The voltage of the potential sensor 11 associated with this relative position is transmitted to the processor 16 of the electronic unit 15 via the ribbon cable 13. By means of a calibration table pre-recorded in the non-volatile/permanent memory of the electronic unit 15, the processor 16 converts the voltage of the potentiometric sensor 11, i.e. the position data obtained from this voltage, into the focal length of the binocular 1 corresponding to the current position of the optical components. The converted focal distance is then passed to the liquid crystal display 17 by the processor 16. The liquid crystal display 17 displays thereon the current focal distance, and thus the user's distance from the object being focused, for example in "meters" and "centimeters". The liquid crystal display 17 serves as an output device that readably displays the focal distance converted by the processor.

Once binocular 1 is focused on the object whose distance is to be measured, the user can activate liquid crystal display 17 by means of said operating buttons 19. Furthermore, the user can select the accuracy of the display and the type of unit (meter/foot) shown by operating the buttons 19. The liquid crystal display 17 also includes a battery indication for current battery charge feedback.

Before the operation of distance measurement is carried out, the binocular 1 can be adapted to the visual defects that the user may have. For this reason, the optical system 2a is adjusted to perform infinite focusing on both sides of the binocular 1. This can be achieved by observing, for example, an object that is far away and whose details are distinguishable.

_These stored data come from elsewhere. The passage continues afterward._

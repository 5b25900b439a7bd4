//! Built-in CS course catalog and default plan generation
//!
//! The catalog is static demo data: a 20-course computer science program
//! with prerequisites, offering terms, and requirement buckets. The default
//! plan spreads the core sequence over eight fall/spring semesters.

use tracing::debug;

use crate::domain::{Course, CourseType, Major, PlannedCourse, Semester, Term};
use crate::export::CourseSection;

const FS: &[Term] = &[Term::Fall, Term::Spring];
const F: &[Term] = &[Term::Fall];
const S: &[Term] = &[Term::Spring];

#[allow(clippy::too_many_arguments)]
fn course(
    id: &str,
    code: &str,
    title: &str,
    credits: u32,
    description: &str,
    prereqs: &[&str],
    terms: &[Term],
    course_type: CourseType,
    bucket: &str,
) -> Course {
    let prerequisites: Vec<String> = prereqs.iter().map(|p| p.to_string()).collect();
    let prereq_expression = match prerequisites.len() {
        0 => None,
        1 => Some(prerequisites[0].clone()),
        _ => Some(prerequisites.join(" AND ")),
    };
    Course {
        id: id.to_string(),
        code: code.to_string(),
        title: title.to_string(),
        credits,
        description: Some(description.to_string()),
        prerequisites,
        prereq_expression,
        offered_terms: terms.to_vec(),
        course_type,
        requirement_bucket: Some(bucket.to_string()),
    }
}

/// The full CS course catalog
pub fn course_catalog() -> Vec<Course> {
    use CourseType::{Core, Elective, General};
    vec![
        course(
            "cs-101", "CS-101", "Introduction to Computer Science", 3,
            "Fundamental concepts of programming and computational thinking.",
            &[], FS, Core, "Core",
        ),
        course(
            "cs-102", "CS-102", "Programming Fundamentals", 4,
            "Object-oriented programming concepts with practical applications.",
            &["CS-101"], FS, Core, "Core",
        ),
        course(
            "math-101", "MATH-101", "Calculus I", 4,
            "Limits, derivatives, and integrals of single-variable functions.",
            &[], FS, Core, "Math",
        ),
        course(
            "math-102", "MATH-102", "Calculus II", 4,
            "Integration techniques, sequences, and series.",
            &["MATH-101"], FS, Core, "Math",
        ),
        course(
            "cs-201", "CS-201", "Data Structures", 3,
            "Arrays, linked lists, trees, graphs, and algorithm analysis.",
            &["CS-102"], FS, Core, "Core",
        ),
        course(
            "cs-202", "CS-202", "Algorithms", 3,
            "Algorithm design, analysis, and complexity theory.",
            &["CS-201", "MATH-102"], FS, Core, "Core",
        ),
        course(
            "cs-210", "CS-210", "Computer Organization", 3,
            "Digital logic, assembly language, and computer architecture.",
            &["CS-102"], F, Core, "Systems",
        ),
        course(
            "math-201", "MATH-201", "Discrete Mathematics", 3,
            "Logic, sets, relations, functions, and graph theory.",
            &["MATH-101"], FS, Core, "Math",
        ),
        course(
            "cs-301", "CS-301", "Operating Systems", 3,
            "Process management, memory management, and file systems.",
            &["CS-210"], F, Core, "Systems",
        ),
        course(
            "cs-302", "CS-302", "Database Systems", 3,
            "Relational databases, SQL, and database design.",
            &["CS-201"], FS, Core, "Core",
        ),
        course(
            "cs-310", "CS-310", "Software Engineering", 3,
            "Software development methodologies and project management.",
            &["CS-201"], S, Core, "Core",
        ),
        course(
            "cs-320", "CS-320", "Computer Networks", 3,
            "Network protocols, architecture, and security fundamentals.",
            &["CS-210"], S, Core, "Systems",
        ),
        course(
            "cs-401", "CS-401", "Senior Capstone Project", 4,
            "Team-based software development project.",
            &["CS-310"], FS, Core, "Capstone",
        ),
        course(
            "cs-350", "CS-350", "Artificial Intelligence", 3,
            "Search algorithms, machine learning, and neural networks.",
            &["CS-202"], F, Elective, "Elective",
        ),
        course(
            "cs-360", "CS-360", "Web Development", 3,
            "Full-stack web development with modern frameworks.",
            &["CS-201"], FS, Elective, "Elective",
        ),
        course(
            "cs-370", "CS-370", "Mobile App Development", 3,
            "iOS and Android application development.",
            &["CS-201"], S, Elective, "Elective",
        ),
        course(
            "cs-380", "CS-380", "Cybersecurity", 3,
            "Security principles, cryptography, and ethical hacking.",
            &["CS-320"], FS, Elective, "Elective",
        ),
        course(
            "cs-390", "CS-390", "Cloud Computing", 3,
            "Distributed systems, virtualization, and cloud services.",
            &["CS-301"], S, Elective, "Elective",
        ),
        course(
            "eng-101", "ENG-101", "College Writing", 3,
            "Academic writing and critical thinking skills.",
            &[], FS, General, "General Education",
        ),
        course(
            "comm-101", "COMM-101", "Public Speaking", 3,
            "Oral communication and presentation skills.",
            &[], FS, General, "General Education",
        ),
    ]
}

/// Look up a catalog course by id or code (case-insensitive on code)
pub fn find_course(key: &str) -> Option<Course> {
    course_catalog()
        .into_iter()
        .find(|c| c.id == key || c.code.eq_ignore_ascii_case(key))
}

/// The CS major definition backing the catalog
pub fn cs_major() -> Major {
    Major {
        id: "cs".to_string(),
        name: "Computer Science".to_string(),
        catalog_year: "2024-2025".to_string(),
        required_credits: 120,
        core_credits: 45,
        elective_credits: 12,
    }
}

/// Registered demo sections with parseable meeting times
///
/// Three CS-201 offerings, enough to drive the recurring-event calendar
/// export path.
pub fn sample_sections() -> Vec<CourseSection> {
    let section = |id: &str, number: &str, professor: &str, total, open, meeting: &str| CourseSection {
        id: id.to_string(),
        course_id: "cs-201".to_string(),
        section_number: number.to_string(),
        professor: professor.to_string(),
        seats_total: total,
        seats_open: open,
        meeting_times: meeting.to_string(),
    };
    vec![
        section("cs201-001", "001", "Dr. Sarah Chen", 35, 8, "MWF 9:00-9:50 AM"),
        section("cs201-002", "002", "Dr. Michael Park", 35, 2, "TR 10:30 AM-11:45 AM"),
        section("cs201-003", "003", "Dr. Sarah Chen", 30, 15, "MWF 2:00-2:50 PM"),
    ]
}

/// Generate the default eight-semester plan for a given admission year
///
/// Four academic years of fall + spring, each capped at `max_credits`,
/// pre-populated with the standard course sequence. The final spring is
/// left empty.
pub fn generate_default_plan(admitted_year: i32, max_credits: u32) -> Vec<Semester> {
    debug!(admitted_year, max_credits, "generate_default_plan: called");
    let catalog = course_catalog();
    let mut semesters = Vec::with_capacity(8);

    for i in 0..4 {
        let year = admitted_year + i;
        let label = format!("Y{}", i + 1);
        semesters.push(Semester::new(Term::Fall, year, format!("Fall {}", label), max_credits));
        semesters.push(Semester::new(Term::Spring, year + 1, format!("Spring {}", label), max_credits));
    }

    let assignments: &[(Term, i32, &[&str])] = &[
        (Term::Fall, 0, &["cs-101", "math-101", "eng-101"]),
        (Term::Spring, 1, &["cs-102", "math-102", "comm-101"]),
        (Term::Fall, 1, &["cs-201", "cs-210", "math-201"]),
        (Term::Spring, 2, &["cs-202", "cs-302", "cs-360"]),
        (Term::Fall, 2, &["cs-301", "cs-310", "cs-350"]),
        (Term::Spring, 3, &["cs-320", "cs-370", "cs-380"]),
        (Term::Fall, 3, &["cs-401", "cs-390"]),
    ];

    for (term, offset, course_ids) in assignments {
        let id = format!("{}-{}", term, admitted_year + offset);
        let Some(semester) = semesters.iter_mut().find(|s| s.id == id) else {
            continue;
        };
        for course_id in *course_ids {
            if let Some(c) = catalog.iter().find(|c| &c.id == course_id) {
                let sem_id = semester.id.clone();
                semester.courses.push(PlannedCourse::place(c.clone(), &sem_id));
            }
        }
    }

    semesters
}

#[cfg(test)]
mod tests {
    use super::*;
    use crate::validation::validate;

    #[test]
    fn test_catalog_size_and_lookup() {
        let catalog = course_catalog();
        assert_eq!(catalog.len(), 20);
        assert!(find_course("cs-101").is_some());
        assert!(find_course("CS-101").is_some());
        assert!(find_course("cs-999").is_none());
    }

    #[test]
    fn test_prereq_expressions_derived() {
        let cs202 = find_course("cs-202").unwrap();
        assert_eq!(cs202.prereq_expression.as_deref(), Some("CS-201 AND MATH-102"));
        let cs101 = find_course("cs-101").unwrap();
        assert!(cs101.prereq_expression.is_none());
    }

    #[test]
    fn test_sample_sections_cover_cs201() {
        let sections = sample_sections();
        assert_eq!(sections.len(), 3);
        assert!(sections.iter().all(|s| s.course_id == "cs-201"));
        assert_eq!(sections[0].section_number, "001");
        assert_eq!(sections[1].meeting_times, "TR 10:30 AM-11:45 AM");
    }

    #[test]
    fn test_default_plan_shape() {
        let semesters = generate_default_plan(2024, 18);
        assert_eq!(semesters.len(), 8);
        assert_eq!(semesters[0].id, "fall-2024");
        assert_eq!(semesters[7].id, "spring-2028");
        assert!(semesters.iter().all(|s| s.max_credits == 18));

        // Final spring is a free slot
        assert!(semesters[7].courses.is_empty());
        let total: usize = semesters.iter().map(|s| s.courses.len()).sum();
        assert_eq!(total, 20);
    }

    #[test]
    fn test_default_plan_back_references() {
        let semesters = generate_default_plan(2024, 18);
        for semester in &semesters {
            for course in &semester.courses {
                assert_eq!(course.semester_id, semester.id);
            }
        }
    }

    #[test]
    fn test_default_plan_prereq_errors() {
        // Re-validating every placement against its own semester flags
        // exactly one course: CS-380 shares spring Y3 with its prerequisite
        // CS-320, and a same-semester prerequisite does not satisfy the
        // check
        let semesters = generate_default_plan(2024, 18);
        let mut flagged = Vec::new();
        for (ix, semester) in semesters.iter().enumerate() {
            let mut others = semesters.clone();
            for course in &semester.courses {
                others[ix].courses.retain(|c| c.course.id != course.course.id);
                let result = validate(course, &others[ix], &others);
                if result.errors().next().is_some() {
                    flagged.push(course.course.code.clone());
                }
                others[ix].courses.push(course.clone());
            }
        }
        assert_eq!(flagged, vec!["CS-380".to_string()]);
    }
}
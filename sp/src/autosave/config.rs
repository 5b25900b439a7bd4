//! Autosave configuration

use serde::{Deserialize, Serialize};
use std::time::Duration;

/// Configuration for the autosave controller
#[derive(Debug, Clone, Serialize, Deserialize)]
pub struct AutosaveConfig {
    /// Quiet period after the last edit before a save fires, in milliseconds
    #[serde(rename = "debounce-ms", default = "default_debounce_ms")]
    pub debounce_ms: u64,

    /// How long the `saved` status is displayed before decaying to `idle`
    #[serde(rename = "saved-display-ms", default = "default_saved_display_ms")]
    pub saved_display_ms: u64,
}

fn default_debounce_ms() -> u64 {
    2000
}

fn default_saved_display_ms() -> u64 {
    2000
}

impl Default for AutosaveConfig {
    fn default() -> Self {
        Self {
            debounce_ms: 2000,
            saved_display_ms: 2000,
        }
    }
}

impl AutosaveConfig {
    /// Debounce window as a Duration
    pub fn debounce(&self) -> Duration {
        Duration::from_millis(self.debounce_ms)
    }

    /// `saved` display window as a Duration
    pub fn saved_display(&self) -> Duration {
        Duration::from_millis(self.saved_display_ms)
    }
}
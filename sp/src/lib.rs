//! SemPlan - Semester Plan State & Validation Engine
//!
//! SemPlan owns the canonical in-memory representation of a multi-semester
//! academic plan, validates proposed mutations against degree-planning
//! constraints, applies accepted mutations atomically, keeps a bounded undo
//! history, and persists state through a debounced, offline-tolerant
//! autosave pipeline.
//!
//! # Core Concepts
//!
//! - **Validate, then commit**: the constraint validator is a pure function;
//!   the plan store trusts its caller, so a caller can surface warnings and
//!   still commit
//! - **One relocate primitive**: every placement path funnels through a
//!   single detach/attach pair, keeping course back-references in lock-step
//!   with semester membership
//! - **Eventual persistence**: edits collapse into a single trailing-edge
//!   debounced save; offline edits queue durably and replay on reconnect
//!
//! # Modules
//!
//! - [`domain`] - Course, semester, plan, and violation types
//! - [`validation`] - Constraint validator (prerequisites, terms, credits)
//! - [`store`] - Plan store mutations and the undo log
//! - [`autosave`] - Debounced autosave controller and its collaborator seams
//! - [`session`] - The root state container wiring it all together
//! - [`export`] - iCalendar export of a plan
//! - [`catalog`] - Built-in sample course catalog and default plan

pub mod autosave;
pub mod catalog;
pub mod cli;
pub mod config;
pub mod domain;
pub mod export;
pub mod persist;
pub mod session;
pub mod store;
pub mod validation;

// Re-export commonly used types
pub use autosave::{AutosaveConfig, AutosaveController, AutosaveHandle, AutosaveStatus, PendingStore, SaveSink, SinkError, PENDING_KEY};
pub use config::Config;
pub use domain::{ConstraintViolation, Course, CourseStatus, CourseType, Major, OnboardingData, Plan, PlannedCourse, Semester, Severity, StudentProfile, Term};
pub use session::{MutationOutcome, PlannerSession};
pub use store::{PlanStore, UndoEntry, UndoLog};
pub use validation::{validate, ValidationResult};
//! Plan, profile, and onboarding types
//!
//! The Plan is the unit of persistence: the autosave pipeline serializes the
//! whole plan, never a diff.

use chrono::{DateTime, Utc};
use serde::{Deserialize, Serialize};
use uuid::Uuid;

use super::semester::Semester;

/// The full multi-semester course arrangement for one student
#[derive(Debug, Clone, PartialEq, Serialize, Deserialize)]
pub struct Plan {
    /// Unique identifier
    pub id: String,

    /// Display name
    pub name: String,

    /// Owning major
    pub major_id: String,

    /// Ordered sequence of semesters
    pub semesters: Vec<Semester>,

    /// Creation timestamp
    pub created_at: DateTime<Utc>,

    /// Last update timestamp
    pub updated_at: DateTime<Utc>,

    /// Whether this is the student's active plan
    pub is_active: bool,
}

impl Plan {
    /// Create a new plan from generated semesters
    pub fn new(name: impl Into<String>, major_id: impl Into<String>, semesters: Vec<Semester>) -> Self {
        let now = Utc::now();
        Self {
            id: Uuid::now_v7().to_string(),
            name: name.into(),
            major_id: major_id.into(),
            semesters,
            created_at: now,
            updated_at: now,
            is_active: true,
        }
    }

    /// An empty, inactive plan - the pre-onboarding state
    pub fn empty() -> Self {
        let mut plan = Self::new("Unnamed Plan", "", Vec::new());
        plan.is_active = false;
        plan
    }
}

/// Degree program metadata
#[derive(Debug, Clone, Serialize, Deserialize)]
pub struct Major {
    pub id: String,
    pub name: String,
    pub catalog_year: String,
    pub required_credits: u32,
    pub core_credits: u32,
    pub elective_credits: u32,
}

/// The student owning a plan
#[derive(Debug, Clone, Serialize, Deserialize)]
pub struct StudentProfile {
    pub id: String,
    pub name: String,
    pub email: String,
    pub major_id: String,
    pub catalog_year: String,
    pub admitted_year: i32,
    pub target_graduation: String,
    pub current_gpa: f64,
    pub total_credits: u32,
    pub earned_credits: u32,
}

/// Input collected during onboarding, used to seed the default plan
#[derive(Debug, Clone, Serialize, Deserialize)]
pub struct OnboardingData {
    pub major_id: String,
    pub catalog_year: String,
    pub admitted_year: i32,
    pub target_graduation: String,
    #[serde(default)]
    pub completed_courses: Vec<String>,
    #[serde(default)]
    pub existing_gpa: Option<f64>,
}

The distance measurement is then performed as described above.

The switching of the binocular 1 from the distance measuring mode to the calibration mode for correcting the user's visual defects or calibration and generating a calibration chart can be realized also by operating the buttons 19.

Claims (7)

1. An optical imaging apparatus, the apparatus comprising:

-a housing (2);

-an optical system (2a) having at least two optical components, the relative distance of which can be adjusted to set the focal length of the optical system (2 a);

-an adjustment device (5) for adjusting the distance between the two optical components, the adjustment device being coupled to at least one of the two optical components;

-a detection device (11) for detecting the relative position between said optical components;

-a processor (16) in signal connection with said detection means (11) for converting position data obtained from the detection means (11) into a focal length of said optical system;

-an output device (17) in signal connection with the processor (16) for readably displaying the converted focal distance; and

-an energy supply device for said detection device (11), processor (16) and output device (17),

-wherein the adjustment device (5) comprises a movable adjustment wheel, and the detection device (11) comprises an electric potential sensor for detecting the current position of the adjustment wheel,

-wherein the electric potential sensor of the detection device (11) comprises a wiper (10) rigidly connected to the at least one adjustable optical component, and a wiper contact (12) fixed to the housing (2).

2. An optical device according to claim 1, characterized in that the output device (17) is a liquid crystal display.

3. An optical device according to claim 1, characterized in that the device comprises an operating button (19) for temporarily activating said detecting means (11) and/or said output means (17).

4. An optical device according to claim 1, characterized in that the detection means (11) are powered by a ribbon cable (13).

5. An optical device according to claim 1, wherein the optical device is a binocular.

6. An optical device according to claim 1, wherein the optical device is a telescope.

7. An optical device according to claim 1, characterized in that the energy supply means is at least one battery (18).